Analysis of Virus Clearance for Biotechnology Manufacturing Processes from Early to Late Phase Development

Abstract

The risk for virus contamination in biotechnology products (e.g., monoclonal antibodies, fusion proteins, or antibody-drug conjugates) derived from mammalian cell lines is a safety concern that must be evaluated from the early stages of development. The regulatory requirement for virus clearance that assesses the capacity of purification processes to remove endogenous and adventitious viruses is aimed at mitigating viral safety risk.

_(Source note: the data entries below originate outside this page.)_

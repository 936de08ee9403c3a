//! Categories repository for database operations

use async_trait::async_trait;
use sqlx::{Pool, Postgres};

use super::CategoryRepository;
use crate::{error::AppResult, models::Category};

#[derive(Clone)]
pub struct CategoriesRepository {
    pool: Pool<Postgres>,
}

impl CategoriesRepository {
    pub fn new(pool: Pool<Postgres>) -> Self {
        Self { pool }
    }
}

#[async_trait]
impl CategoryRepository for CategoriesRepository {
    async fn list(&self) -> AppResult<Vec<Category>> {
        let categories = sqlx::query_as::<_, Category>("SELECT * FROM categories ORDER BY label")
            .fetch_all(&self.pool)
            .await?;
        Ok(categories)
    }
}
//! Health check endpoints

use axum::{extract::State, Json};
use serde::Serialize;
use utoipa::ToSchema;

use crate::{error::AppResult, AppState};

#[derive(Serialize, ToSchema)]
pub struct HealthResponse {
    /// Current status of the service
    pub status: String,
    /// Version of the service
    pub version: String,
}

/// Liveness text
#[utoipa::path(
    get,
    path = "/",
    tag = "health",
    responses(
        (status = 200, description = "Server is running", body = String)
    )
)]
pub async fn liveness() -> &'static str {
    "Library Manager Server is Running Well!"
}

/// Health check endpoint
#[utoipa::path(
    get,
    path = "/health",
    tag = "health",
    responses(
        (status = 200, description = "Service is healthy", body = HealthResponse)
    )
)]
pub async fn health_check() -> Json<HealthResponse> {
    Json(HealthResponse {
        status: "healthy".to_string(),
        version: env!("CARGO_PKG_VERSION").to_string(),
    })
}

/// Readiness check endpoint (checks store connectivity)
#[utoipa::path(
    get,
    path = "/ready",
    tag = "health",
    responses(
        (status = 200, description = "Service is ready", body = HealthResponse),
        (status = 500, description = "Store unreachable")
    )
)]
pub async fn readiness_check(State(state): State<AppState>) -> AppResult<Json<HealthResponse>> {
    state.services.repository.ping().await?;

    Ok(Json(HealthResponse {
        status: "ready".to_string(),
        version: env!("CARGO_PKG_VERSION").to_string(),
    }))
}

A virus clearance database, containing virus clearance study data from biological license applications and investigational new drug submissions, has been maintained by the Food and Drug Administration's Center for Drug Evaluation and Research for over 15 years. Herein, an update is provided with regard to the impacts of process changes on the virus clearance during the product development cycle of biotechnology drug products based on the investigational new drug submissions received between January 1986 through March 2024. The current data demonstrated continuous robust removal of retroviruses and parvoviruses by chemical inactivation and virus-retentive filtration unit operations, respectively. Additional virus removal was supported by inclusion of one or more chromatography processes unit operations. For these processes, interactive process parameter effects were investigated for impacts on the reported virus clearance. The data reported here demonstrated that process- and product- specific considerations needed to be evaluated on a case-by-case basis to achieve robust and effective virus clearance for mammalian-cell-derived biotechnology products.

Keywords: Chromatography viral clearance; Low pH inactivation; Pharmaceutical viral clearance; Retrovirus-like particle clearance; Safety factor; Viral safety; Virus clearance; Virus-retentive filtration.